Yet, perhaps surprisingly, they seem to have exercised little control over events.
Why "surprisingly"? Libya was Italian sovereign territory, not German, so German officials stationed there, whether civilian or military, had no power to tell the Italians what they should or should not do.
If this Bernhard person did not realise that the Germans did not have any political or administrative power in Italian sovereign territory, then he is not much of a researcher, despite what Urmel thinks, and indeed is profoundly ignorant.
By giving carte blanche to the Italians, Rommel implicitly condoned, and perhaps even encouraged, their war crimes.
Again this is absolute rubbish, for the same reason. In Libya, Rommel was merely a military commander, and had no authority whatever to either prevent the Italian administration from doing something or give them "carte blanche" to do something. Even as a military commander he was subject to the Italian Comando Supremo in Rome, not to the German High Command, or even to Hitler. For example, when he wanted to invade Egypt after the surrender of Tobruk in the middle of 1942, rather than invading Malta which is what Hitler wanted, it was to Mussolini that he applied for authorisation to do so.

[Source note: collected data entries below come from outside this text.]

//! Powminer Hash-Trial Backends
//!
//! The search coordinator drives any [`HashTrial`] implementation; the CPU
//! kernel ships with this crate, device kernels are selected by
//! [`BackendKind`] and reported unavailable when not built in.

mod cancel;
mod config;
mod cpu;
mod device;
mod trial;

use std::sync::Arc;

pub use cancel::CancellationSignal;
pub use config::SearchConfig;
pub use cpu::{pow_hash, CpuTrial, MineBody};
pub use device::{BackendKind, DeviceSelector};
pub use trial::{BackendError, HashTrial, TrialContext};

/// Check whether a backend can be opened in this build
pub fn is_available(kind: BackendKind) -> bool {
    matches!(kind, BackendKind::Cpu)
}

/// Open the hash-trial implementation for `kind`
pub fn open_backend(kind: BackendKind) -> Result<Arc<dyn HashTrial>, BackendError> {
    match kind {
        BackendKind::Cpu => Ok(Arc::new(CpuTrial)),
        other => Err(BackendError::Unavailable(other)),
    }
}
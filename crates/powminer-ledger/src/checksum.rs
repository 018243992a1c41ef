//! Checksums used by the address and container formats

/// CRC16-CCITT (XMODEM variant), as used by user-friendly addresses
pub fn crc16(data: &[u8]) -> u16 {
    let mut crc: u16 = 0x0000;
    for byte in data {
        crc ^= (*byte as u16) << 8;
        for _ in 0..8 {
            if crc & 0x8000 != 0 {
                crc = (crc << 1) ^ 0x1021;
            } else {
                crc <<= 1;
            }
        }
    }
    crc
}

/// CRC32-C (Castagnoli), as used by the bag-of-cells trailer
pub fn crc32c(data: &[u8]) -> u32 {
    let mut crc: u32 = !0;
    for byte in data {
        crc ^= *byte as u32;
        for _ in 0..8 {
            if crc & 1 != 0 {
                crc = (crc >> 1) ^ 0x82F6_3B78;
            } else {
                crc >>= 1;
            }
        }
    }
    !crc
}
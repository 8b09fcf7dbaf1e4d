//! Conversion jobs.
//!
//! With no arguments the CLI converts the embedded-graphics 9x18 font sheets
//! found in the working directory. A single custom sheet can be given on the
//! command line instead.

use std::path::{Path, PathBuf};

use glyph565_core::GridSpec;

/// Font sheets converted when no input is given.
pub const BUILTIN_SHEETS: [&str; 2] = ["font_9x18", "font_9x18_bold"];

/// Printed when a built-in sheet is missing.
pub const BUILTIN_REMEDIATION: [&str; 2] = [
    "ERROR: font files from embedded-graphics crate needed.",
    "Please copy or symlink fonts/png/font_9x18*.png here.",
];

/// One spritesheet to atlas conversion.
#[derive(Debug, Clone, PartialEq, Eq)]
pub struct AtlasJob {
    pub input: PathBuf,
    pub output: PathBuf,
    pub grid: GridSpec,
}

impl AtlasJob {
    /// Job writing `<input stem>.raw` next to the input.
    pub fn new(input: impl Into<PathBuf>, grid: GridSpec) -> Self {
        let input = input.into();
        let output = input.with_extension("raw");
        Self {
            input,
            output,
            grid,
        }
    }

    pub fn with_output(mut self, output: impl Into<PathBuf>) -> Self {
        self.output = output.into();
        self
    }

    /// Path of the optional PNG preview.
    pub fn preview_path(&self) -> PathBuf {
        let mut name = self.output.clone().into_os_string();
        name.push(".png");
        PathBuf::from(name)
    }
}

/// The built-in font jobs under `dir`, reading `<sheet>.<extension>`.
pub fn builtin_jobs(dir: &Path, extension: &str) -> Vec<AtlasJob> {
    BUILTIN_SHEETS
        .iter()
        .map(|name| {
            let input = dir.join(name).with_extension(extension);
            AtlasJob::new(input, GridSpec::FONT_9X18)
        })
        .collect()
}

/// Parse a `WxH` pair such as `9x18` or `16x12`.
pub fn parse_pair(s: &str) -> Result<(u32, u32), String> {
    let (a, b) = s
        .split_once(['x', 'X'])
        .ok_or_else(|| format!("expected WxH, got '{}'", s))?;
    let a = a
        .trim()
        .parse::<u32>()
        .map_err(|e| format!("invalid number '{}': {}", a, e))?;
    let b = b
        .trim()
        .parse::<u32>()
        .map_err(|e| format!("invalid number '{}': {}", b, e))?;
    if a == 0 || b == 0 {
        return Err(format!("'{}' has a zero dimension", s));
    }
    Ok((a, b))
}

#[cfg(test)]
mod tests {
    use super::*;

    #[test]
    fn test_builtin_jobs() {
        let jobs = builtin_jobs(Path::new("fonts"), "png");
        assert_eq!(jobs.len(), 2);
        assert_eq!(jobs[0].input, Path::new("fonts/font_9x18.png"));
        assert_eq!(jobs[0].output, Path::new("fonts/font_9x18.raw"));
        assert_eq!(jobs[1].input, Path::new("fonts/font_9x18_bold.png"));
        assert_eq!(jobs[1].grid, GridSpec::FONT_9X18);
    }

    #[test]
    fn test_preview_path() {
        let job = AtlasJob::new("a/sheet.png", GridSpec::FONT_9X18);
        assert_eq!(job.preview_path(), Path::new("a/sheet.raw.png"));
    }

    #[test]
    fn test_parse_pair() {
        assert_eq!(parse_pair("9x18"), Ok((9, 18)));
        assert_eq!(parse_pair("16X12"), Ok((16, 12)));
        assert!(parse_pair("9").is_err());
        assert!(parse_pair("0x4").is_err());
        assert!(parse_pair("ax4").is_err());
    }
}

This Bernhard person also says something extremely stupid at the end of his article. He claims that the British and Dutch were more virtuous as colonial administrators than the Italians because, although they could sometimes treat the native populations they ruled over rather harshly, they never persecuted the Jews living in their colonial possessions whereas the Italians did.
That is nonsense because it ignores the essential reason why the British and Dutch did not persecute the Jews living in their colonies, which was that the Jews supported the allies and did not oppose the colonial rulers, unlike the non-Jewish natives who often did oppose them, sometimes rising in rebellion. By contrast, the Jews in Libya did oppose their Italian rulers and did collaborate with the British forces on the two occasions when they briefly occupied Cyrenaica, and that is the reason why the Italian authorities treated them harshly and sent many of them to internment camps.
Furthermore, what Bernhard claims is not entirely correct. At the end of the war, parts of the Jewish settler population in Palestine did rise in revolt against the British administration, and the British did crack down very hard on the insurgents, imprisoning many of them and even executing a few.